French ballet dancer

Sofiane Sylve (born 1976) is a French ballet dancer. She is a principal dancer and ballet master with the Dresden Semperoper Ballett. She was previously a principal dancer with Dutch National Ballet, New York City Ballet and San Francisco Ballet. She was previously the artistic advisor and school director of Ballet San Antonio.

==Biography==
Sylve was born in Nice, France. She started ballet at the age of 4 and trained at Académie de Danse. After she was discovered at a competition, she joined the Badisches Staatstheater in Karlsruhe, Germany, when she was 14. Shortly after that, Patricia Neary cast her as the lead in the George Balanchine ballet Allegro Brillante. Neary then recommended Sylve join Dutch National Ballet, which had more Balanchine repertoire. At age 17, she danced the title role in Cinderella. She was promoted to principal dancer and was offered a lifetime contract at age 20, and danced roles including Aurora in The Sleeping Beauty, as well as works by Balanchine and Frederick Ashton. In 2003, the New York City Ballet invited Sylve to join the company, and she accepted the position several months later.

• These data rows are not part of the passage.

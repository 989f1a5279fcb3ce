//! Collection snapshot: products plus ordered categories.
//!
//! # Responsibility
//! - Pair products and categories into the unit of persistence and sync.
//! - Provide seed data and the orphan-category normalization policy.
//!
//! # Invariants
//! - Category names are unique (case-sensitive); order is display order.
//! - After `normalized()`, every product category exists in `categories`
//!   and every quantity is unset or non-blank.

use crate::model::product::{normalize_quantity, Product, ProductId, ProductStatus};
use serde::{Deserialize, Serialize};
use std::collections::HashSet;

/// Reserved category for products whose category is missing or unknown.
pub const FALLBACK_CATEGORY: &str = "Ostatné";

/// Category set used on first run.
pub const DEFAULT_CATEGORIES: &[&str] = &[
    "Ovocie a zelenina",
    "Pečivo",
    "Mliečne výrobky",
    "Mäso a údeniny",
    "Trvanlivé potraviny",
    "Nápoje",
    "Drogéria",
    FALLBACK_CATEGORY,
];

/// Products and categories, always read and written together.
#[derive(Debug, Clone, PartialEq, Eq, Default, Serialize, Deserialize)]
pub struct Collection {
    pub products: Vec<Product>,
    pub categories: Vec<String>,
}

/// What `Collection::normalized` had to repair.
#[derive(Debug, Clone, Copy, PartialEq, Eq, Default)]
pub struct NormalizeReport {
    pub duplicate_categories: usize,
    pub reassigned_products: usize,
    pub fallback_added: bool,
    /// Quantities that were trimmed or cleared.
    pub rewritten_quantities: usize,
}

impl NormalizeReport {
    pub fn is_clean(&self) -> bool {
        self.duplicate_categories == 0
            && self.reassigned_products == 0
            && !self.fallback_added
            && self.rewritten_quantities == 0
    }
}

impl Collection {
    pub fn new(products: Vec<Product>, categories: Vec<String>) -> Self {
        Self {
            products,
            categories,
        }
    }

    /// First-run collection: seed products with default categories.
    pub fn seed() -> Self {
        Self::new(seed_products(), default_categories())
    }

    pub fn product(&self, id: &ProductId) -> Option<&Product> {
        self.products.iter().find(|product| &product.id == id)
    }

    pub fn has_category(&self, name: &str) -> bool {
        self.categories.iter().any(|category| category == name)
    }

    /// Display position of a category, if known.
    pub fn category_position(&self, name: &str) -> Option<usize> {
        self.categories.iter().position(|category| category == name)
    }

    /// Number of products referencing `name`.
    pub fn products_in_category(&self, name: &str) -> usize {
        self.products
            .iter()
            .filter(|product| product.category == name)
            .count()
    }

    /// Names of all `stocked` products, in collection order.
    pub fn stocked_names(&self) -> Vec<&str> {
        self.products
            .iter()
            .filter(|product| product.is_stocked())
            .map(|product| product.name.as_str())
            .collect()
    }

    /// Applies the orphan policy.
    ///
    /// # Contract
    /// - Duplicate categories collapse to their first occurrence.
    /// - Products referencing an unknown (or empty) category move to
    ///   `FALLBACK_CATEGORY`, which is appended when absent.
    /// - Quantities are trimmed; blank ones become unset.
    pub fn normalized(mut self) -> (Self, NormalizeReport) {
        let mut report = NormalizeReport::default();

        let mut seen = HashSet::new();
        let before = self.categories.len();
        self.categories.retain(|category| seen.insert(category.clone()));
        report.duplicate_categories = before - self.categories.len();

        let known: HashSet<&str> = self.categories.iter().map(String::as_str).collect();
        let mut reassigned = 0;
        for product in &mut self.products {
            if !known.contains(product.category.as_str()) {
                product.category = FALLBACK_CATEGORY.to_string();
                reassigned += 1;
            }
            let quantity = product.quantity.take();
            product.quantity = quantity.as_deref().and_then(normalize_quantity);
            if product.quantity != quantity {
                report.rewritten_quantities += 1;
            }
        }
        report.reassigned_products = reassigned;

        if reassigned > 0 && !self.has_category(FALLBACK_CATEGORY) {
            self.categories.push(FALLBACK_CATEGORY.to_string());
            report.fallback_added = true;
        }

        (self, report)
    }
}

/// Default category set as owned strings.
pub fn default_categories() -> Vec<String> {
    DEFAULT_CATEGORIES
        .iter()
        .map(|category| category.to_string())
        .collect()
}

/// Products shown on first run.
pub fn seed_products() -> Vec<Product> {
    vec![
        seed("1", "Mlieko", "Mliečne výrobky", ProductStatus::Needed, "2ks"),
        seed("2", "Chlieb", "Pečivo", ProductStatus::Needed, "1ks"),
        seed("3", "Vajíčka", "Mliečne výrobky", ProductStatus::Stocked, "10ks"),
        seed("4", "Jablká", "Ovocie a zelenina", ProductStatus::Stocked, "1kg"),
    ]
}

fn seed(id: &str, name: &str, category: &str, status: ProductStatus, quantity: &str) -> Product {
    Product::with_id(ProductId::new(id), name, category, status).with_quantity(quantity)
}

Sylve joined the San Francisco Ballet as a principal dancer in 2008. In 2020, Sylve joined Dresden Semperoper Ballett as principal dancer and ballet master. In 2020, she was also appointed Artistic Advisor of Ballet San Antonio. And as of 2022, Sylve became both Artistic Director of Ballet San Antonio and Director of the School of Ballet San Antonio.

Sylve completed and received her Management Essentials and Leadership Principles certificates from the Harvard Business School Online.